After-treatment. The patient is put to bed on the sound side, so as to assist drainage. He is advised not to blow the nose, but to hawk as much of the secretion as possible backwards and then expectorate it. The gauze drain is removed from the nose at the end of twenty-four hours, and is not renewed. The drainage tube at the temporal end of the incision is changed at the end of forty-eight hours, and afterwards is removed and cleansed daily. The dressing is also changed daily, after the first forty-eight hours, so as to keep a careful watch for any retention. On the fifth day the sutures can be removed, and soon afterwards the dressing can be discontinued and the eye left uncovered. Intranasal treatment should be avoided for a while. But after two or three weeks the granulating surface behind the bridge is painted occasionally with a 2 to 3% solution of nitrate of silver. Any crusts are removed after soaking with peroxide of hydrogen.
Complications and dangers. The operation is not free from danger. Latent cerebral trouble connected with the sinus may be roused into activity by the local traumatism, however skilfully effected. The shock, or the lowered local resistance, may stimulate a latent infection in neighbouring sinuses, and also weaken the lines of defence protecting the cranial cavity.
In 1905 Logan Turner collected the record of twenty-four deaths which had occurred after operation on the frontal sinus.[72] This number has been exceeded by the fatalities since published and the much greater number which have never been recorded.[73] The chief dangers are (1) a spreading septic osteomyelitis, (2) meningitis, and (3) abscess in the frontal cerebral lobe.
Infection of the bone is indicated chiefly by a puffy, tender swelling on the forehead or temple, adjoining the upper flap. There may be little or no rise of temperature, and little complaint on the part of the patient. But no time should be lost in laying the wound freely open, searching for any shut-off focus of pus, and applying hot boric fomentations diligently. Once infection is established in the bone it may be impossible to stay its progress, even by the most thorough removal of diseased tissue: but the effort should be made.[74]

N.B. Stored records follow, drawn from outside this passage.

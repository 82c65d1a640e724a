//! Error types for the engine crate

use factdb_core::LimitError;
use thiserror::Error;

/// Result type alias for engine operations
pub type Result<T> = std::result::Result<T, Error>;

/// Errors produced by the fact database
#[derive(Debug, Error)]
pub enum Error {
    /// Tuple codec or element access error
    #[error(transparent)]
    Core(#[from] factdb_core::Error),

    /// A name or value exceeded a configured size limit
    #[error("Limit exceeded: {0}")]
    Limit(#[from] LimitError),

    /// An ident name was looked up before being created
    #[error("Unknown ident: {name:?}")]
    UnknownIdent {
        /// The name that failed to resolve
        name: String,
    },

    /// A temp id was used but never assigned an identity
    #[error("Every temp id in a transaction must be assigned an identity")]
    UnassignedTempId,

    /// The identity attribute held something that cannot name an entity
    #[error("Invalid identity field: {reason}")]
    InvalidIdentityField {
        /// What was wrong with the field
        reason: String,
    },
}
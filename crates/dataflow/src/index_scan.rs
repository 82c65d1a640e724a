//! An operator that reads rows out of an ordered postings index.

use std::collections::VecDeque;

use tracing::trace;

use crate::error::{Error, Result};
use crate::operator::{Operator, Row};
use crate::schema::RowSchema;
use factdb_core::Tuple;
use factdb_storage::Scan;

/// Scans an index by key prefix and emits one row per posting.
///
/// Each matching index entry contributes `key ++ posting` rows: the decoded
/// key tuple concatenated with each decoded posting tuple. The scan runs once,
/// on the first [`next`](Operator::next) call, and buffers its rows; the
/// operator then drains the buffer.
pub struct IndexScan<S> {
    source: S,
    prefix: Vec<u8>,
    schema: RowSchema,
    buffer: Option<VecDeque<Row>>,
    closed: bool,
}

impl<S: Scan> IndexScan<S> {
    /// Creates a scan over `source` restricted to keys starting with `prefix`.
    ///
    /// `schema` must describe the concatenated key-plus-posting rows; rows of
    /// any other width are reported as an error during the scan.
    pub fn new(source: S, prefix: Vec<u8>, schema: RowSchema) -> Self {
        IndexScan {
            source,
            prefix,
            schema,
            buffer: None,
            closed: false,
        }
    }

    fn fill_buffer(&mut self) -> Result<VecDeque<Row>> {
        let mut rows = VecDeque::new();
        for entry in self.source.scan_prefix(&self.prefix) {
            let key = Tuple::decode(&entry.key)?;
            for posting in &entry.postings {
                let row = key.concat(&Tuple::decode(posting)?);
                if row.len() != self.schema.len() {
                    return Err(Error::RowWidth {
                        expected: self.schema.len(),
                        actual: row.len(),
                    });
                }
                rows.push_back(row);
            }
        }
        trace!(
            target: "factdb::dataflow",
            prefix_len = self.prefix.len(),
            rows = rows.len(),
            "Index scan buffered"
        );
        Ok(rows)
    }
}

impl<S: Scan> Operator for IndexScan<S> {
    fn next(&mut self) -> Result<Option<Row>> {
        if self.closed {
            return Ok(None);
        }
        if self.buffer.is_none() {
            let rows = self.fill_buffer()?;
            self.buffer = Some(rows);
        }
        Ok(self.buffer.as_mut().and_then(VecDeque::pop_front))
    }

    fn schema(&self) -> &RowSchema {
        &self.schema
    }

    fn close(&mut self) -> Result<()> {
        self.closed = true;
        self.buffer = None;
        Ok(())
    }
}

// ========================================
// Tests
// ========================================
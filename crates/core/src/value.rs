//! Scalar values stored in facts
//!
//! This module defines the closed set of scalar types the database stores:
//! strings, signed and unsigned 64-bit integers, booleans, and entity
//! references. Every fact object and every tuple element is one of these.
//!
//! `Value` derives `Ord` with the variants declared in codec tag order, so
//! comparing two values agrees with comparing their encoded bytes even when
//! the variants differ. The tuple codec in [`crate::tuple`] relies on this.

use serde::{Deserialize, Serialize};
use std::fmt;

/// Identifier the database assigns to an entity.
///
/// Ids are allocated sequentially starting at 1; the raw value 0 is reserved
/// and never handed out.
#[derive(
    Debug, Clone, Copy, PartialEq, Eq, PartialOrd, Ord, Hash, Serialize, Deserialize, Default,
)]
pub struct EntityId(u64);

impl EntityId {
    /// Wrap a raw id.
    pub const fn new(raw: u64) -> Self {
        EntityId(raw)
    }

    /// The raw numeric id.
    pub const fn as_u64(self) -> u64 {
        self.0
    }
}

impl From<u64> for EntityId {
    fn from(raw: u64) -> Self {
        EntityId(raw)
    }
}

impl fmt::Display for EntityId {
    fn fmt(&self, f: &mut fmt::Formatter<'_>) -> fmt::Result {
        write!(f, "#{}", self.0)
    }
}

/// A scalar value.
///
/// Variant order matches the codec tag order (`string < int64 < uint64 <
/// bool < ref`), so the derived `Ord` ranks values exactly as their
/// encodings rank as byte strings.
#[derive(Debug, Clone, PartialEq, Eq, PartialOrd, Ord, Serialize, Deserialize)]
pub enum Value {
    /// UTF-8 string.
    String(String),
    /// Signed 64-bit integer.
    Int(i64),
    /// Unsigned 64-bit integer.
    UInt(u64),
    /// Boolean.
    Bool(bool),
    /// Reference to another entity.
    Ref(EntityId),
}

impl Value {
    /// The type of this value.
    pub fn element_type(&self) -> ElementType {
        match self {
            Value::String(_) => ElementType::String,
            Value::Int(_) => ElementType::Int,
            Value::UInt(_) => ElementType::UInt,
            Value::Bool(_) => ElementType::Bool,
            Value::Ref(_) => ElementType::Ref,
        }
    }

    /// Human-readable type name, e.g. for error messages.
    pub fn type_name(&self) -> &'static str {
        self.element_type().name()
    }

    /// Borrow the string payload, if this is a string.
    pub fn as_str(&self) -> Option<&str> {
        match self {
            Value::String(s) => Some(s),
            _ => None,
        }
    }

    /// The signed integer payload, if this is an int64.
    pub fn as_int(&self) -> Option<i64> {
        match self {
            Value::Int(x) => Some(*x),
            _ => None,
        }
    }

    /// The unsigned integer payload, if this is a uint64.
    pub fn as_uint(&self) -> Option<u64> {
        match self {
            Value::UInt(x) => Some(*x),
            _ => None,
        }
    }

    /// The boolean payload, if this is a bool.
    pub fn as_bool(&self) -> Option<bool> {
        match self {
            Value::Bool(b) => Some(*b),
            _ => None,
        }
    }

    /// The referenced entity id, if this is a ref.
    pub fn as_entity_id(&self) -> Option<EntityId> {
        match self {
            Value::Ref(id) => Some(*id),
            _ => None,
        }
    }
}

impl fmt::Display for Value {
    fn fmt(&self, f: &mut fmt::Formatter<'_>) -> fmt::Result {
        match self {
            Value::String(s) => write!(f, "{}", s),
            Value::Int(x) => write!(f, "{}", x),
            Value::UInt(x) => write!(f, "{}", x),
            Value::Bool(b) => write!(f, "{}", b),
            Value::Ref(id) => write!(f, "{}", id),
        }
    }
}

impl From<String> for Value {
    fn from(s: String) -> Self {
        Value::String(s)
    }
}

impl From<&str> for Value {
    fn from(s: &str) -> Self {
        Value::String(s.to_string())
    }
}

impl From<i64> for Value {
    fn from(x: i64) -> Self {
        Value::Int(x)
    }
}

impl From<u64> for Value {
    fn from(x: u64) -> Self {
        Value::UInt(x)
    }
}

impl From<bool> for Value {
    fn from(b: bool) -> Self {
        Value::Bool(b)
    }
}

impl From<EntityId> for Value {
    fn from(id: EntityId) -> Self {
        Value::Ref(id)
    }
}

/// The type of a tuple element.
///
/// `Unknown` is a schema-only wildcard: row schemas use it for columns whose
/// type is not pinned down (an index posting can hold any scalar). It never
/// appears in encoded data and the codec will not produce it.
#[derive(Debug, Clone, Copy, PartialEq, Eq, Hash, Serialize, Deserialize)]
pub enum ElementType {
    /// UTF-8 string.
    String,
    /// Signed 64-bit integer.
    Int,
    /// Unsigned 64-bit integer.
    UInt,
    /// Boolean.
    Bool,
    /// Entity reference.
    Ref,
    /// Schema wildcard; matches any scalar type.
    Unknown,
}

impl ElementType {
    /// Human-readable name.
    pub fn name(self) -> &'static str {
        match self {
            ElementType::String => "string",
            ElementType::Int => "int64",
            ElementType::UInt => "uint64",
            ElementType::Bool => "bool",
            ElementType::Ref => "ref",
            ElementType::Unknown => "unknown",
        }
    }
}

impl fmt::Display for ElementType {
    fn fmt(&self, f: &mut fmt::Formatter<'_>) -> fmt::Result {
        f.write_str(self.name())
    }
}
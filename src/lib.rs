//! FactDB - embedded in-memory triple store with a conjunctive query engine.
//!
//! Facts are (subject, predicate, object) triples held in three covering
//! indexes, each keyed by an order-preserving tuple encoding. Queries are
//! conjunctions of triple patterns over logic variables, compiled to a join
//! plan and executed through a pull-based operator pipeline.
//!
//! # Quick Start
//!
//! ```ignore
//! use factdb::{Database, Pattern, Query, Rule, Var};
//!
//! let db = Database::new();
//! db.observe(1u64, "name", "Fred")?;
//! db.observe(1u64, "show", "The Flinstones")?;
//!
//! let show = Var::named("show");
//! let person = Var::named("person");
//! let result = Query::new(
//!     Pattern::new([&show]),
//!     vec![
//!         Rule::new(&person, "name", "Fred"),
//!         Rule::new(&person, "show", &show),
//!     ],
//! )
//! .execute(&db)?;
//! ```
//!
//! # Architecture
//!
//! The workspace layers cleanly: `factdb-core` owns values and the tuple
//! codec, `factdb-storage` the ordered postings indexes, `factdb-engine`
//! the fact database and transactions, `factdb-dataflow` the operator
//! pipeline, and `factdb-query` the compiler that ties them together. This
//! crate re-exports the public surface of each.

// Re-export the public API, disambiguating each layer's error type.
pub use factdb_core::{
    ElementType, EntityId, Error as CoreError, LimitError, Limits, Tuple, Value,
};
pub use factdb_dataflow::{
    collect, Document, ElementDescriptor, Error as DataflowError, Filter, FilterPredicate,
    Generate, IndexScan, InnerJoin, IntoDocument, Limit, Operator, ProjectRename, Projection,
    Row, RowSchema,
};
pub use factdb_engine::{
    AttrValue, Database, Entity, EntityUpdate, Error as DatabaseError, Fact, IndexHandle,
    IndexKind, Subject, TempId, TxData, TxResult, UpdateValue, IDENTITY_PREDICATE,
};
pub use factdb_query::{
    Error as QueryError, Pattern, Query, QueryResult, Rule, Term, Var,
};
pub use factdb_storage::{scan_decoded, DecodedEntry, IndexEntry, PostingsIndex, Scan};
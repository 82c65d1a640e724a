//! The pull-based operator interface.
//!
//! ## Design
//!
//! Operators form a tree pulled from the root: each call to [`Operator::next`]
//! produces at most one row, drawing on the operator's sources as needed.
//! Nothing runs until the consumer asks, so a [`Limit`](crate::Limit) near the
//! root stops upstream work as soon as its quota is met.
//!
//! [`Operator::schema`] describes the rows an operator emits and is available
//! before the first `next` call; consumers resolve aliases against it once and
//! then address row elements by position.
//!
//! [`Operator::close`] releases any held resources. Implementations are
//! idempotent: closing twice is harmless, and `next` after `close` reports
//! exhaustion rather than panicking.

use crate::error::Result;
use crate::schema::RowSchema;
use factdb_core::Tuple;

/// A single materialized row flowing between operators.
pub type Row = Tuple;

/// A pull-based source of rows.
pub trait Operator {
    /// Produces the next row, or `None` once the operator is exhausted.
    fn next(&mut self) -> Result<Option<Row>>;

    /// The shape of the rows this operator emits.
    fn schema(&self) -> &RowSchema;

    /// Releases resources held by this operator and its sources.
    fn close(&mut self) -> Result<()>;
}

impl<T: Operator + ?Sized> Operator for Box<T> {
    fn next(&mut self) -> Result<Option<Row>> {
        (**self).next()
    }

    fn schema(&self) -> &RowSchema {
        (**self).schema()
    }

    fn close(&mut self) -> Result<()> {
        (**self).close()
    }
}

/// Drains `op` to exhaustion and returns every row it produced.
///
/// The operator is left exhausted but not closed; callers that are done with
/// the tree should still call [`Operator::close`].
pub fn collect<O: Operator + ?Sized>(op: &mut O) -> Result<Vec<Row>> {
    let mut rows = Vec::new();
    while let Some(row) = op.next()? {
        rows.push(row);
    }
    Ok(rows)
}

// ========================================
// Tests
// ========================================
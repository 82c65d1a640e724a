//! Error types for dataflow execution.

use thiserror::Error;

/// Result type for dataflow operations.
pub type Result<T> = std::result::Result<T, Error>;

/// Errors surfaced while building or running an operator tree.
#[derive(Error, Debug)]
pub enum Error {
    /// Underlying tuple or value error.
    #[error(transparent)]
    Core(#[from] factdb_core::Error),

    /// A projection referenced an alias absent from the source schema.
    #[error("Unknown alias: {alias:?} is not produced by the source operator")]
    UnknownAlias {
        /// The alias that could not be resolved.
        alias: String,
    },

    /// A join referenced a column index outside its side's schema.
    #[error("Join column {index} out of range for schema of width {width}")]
    JoinColumnOutOfRange {
        /// The offending column index.
        index: usize,
        /// Width of the schema the index was resolved against.
        width: usize,
    },

    /// A decoded row did not match the width the operator's schema promises.
    #[error("Row width mismatch: expected {expected} elements, got {actual}")]
    RowWidth {
        /// Width the schema promises.
        expected: usize,
        /// Width actually decoded.
        actual: usize,
    },
}

// ========================================
// Tests
// ========================================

Meningitis is an equally dangerous complication. It may arise without direct injury to the cerebral wall of the sinus. If, during removal, the anterior end of the middle turbinal be damaged too high up, the lymph channels around the olfactory nerve may be opened so freely that infection spreads along them to the meninges. Or the cerebral wall may sometimes be broken through without a serious result, if the dura mater be left intact behind it. But if there be any damage done to the wall in the neighbourhood of the crista galli or cribriform plate, the dura mater is almost inevitably injured at the same time, and a rapid and fatal meningitis may be expected. The infection is generally streptococcal, and surgery is powerless to stop its progress.
Abscess in the frontal cerebral lobe may arise from operation on the frontal sinus. In my experience it is more apt to occur independently of interference with the sinus, to remain latent, and then to be simply roused into activity by the local traumatism. The symptoms are, unfortunately, very vague. Rise of temperature, headache, irritability, drowsiness, and optic neuritis may be present. On the occurrence of these symptoms the sinus should be freely reopened, and the posterior (cerebral) wall carefully inspected for any necrosing area. In any case it should be removed and the frontal lobe explored in all directions.[75]
These dangerous complications, in many cases, were no doubt due to a failure to recognize that the complicated group of ethmoidal cells were involved in all cases of chronic frontal suppuration, and that previous to the introduction of the Killian operation our operative methods were very apt to dam up suppuration in dangerous corners. Finally, it was only when rhinologists first began to investigate frontal sinusitis that it was recognized what a dangerous region this is. To be convinced of this it is only necessary to compare the anxiety inspired by our regard for the cerebral wall of the frontal sinus with the calmness with which we regard an opening into the middle fossa, or through the dura mater, in mastoid operations.
We are not yet in possession of definite evidence in regard to the proportionate number of deaths which are due directly or indirectly to pus in the frontal sinus. Some observers hold that more deaths have occurred from operation than from neglected cases. Molinié has followed the history of fifteen private patients with frontal sinusitis, and not operated on, for ten years. Only one has died, and that was from another cause.[76] In any case we may still accept Lermoyez’s dictum: ‘Avoir une sinusite chronique est chose moins grave qu’on ne croit: opérer une sinusite frontale est chose plus sérieuse qu’on ne le dit.’[77]
Doubtless the dangers have been diminished since the more general adoption of the Killian operation, but accidents may occur in the most skilful hands. This must be kept in mind when drawing up the indications for interference.
Results. In uncomplicated cases, successfully operated on, the results are most satisfactory. The preservation of the Killian bridge quite prevents any really unpleasant disfigurement. The depression which may form above it is proportionate to the size and depth of the cavity. No man need decline the operation on account of the scar left. In women we are able, with the help of a radiograph, to form an idea beforehand as to the degree of depression which may be left. This, if required, can be remedied by the injection of paraffin (see Vol. I), but, fortunately, the frontal sinus in women is not, as a rule, so deep as in men.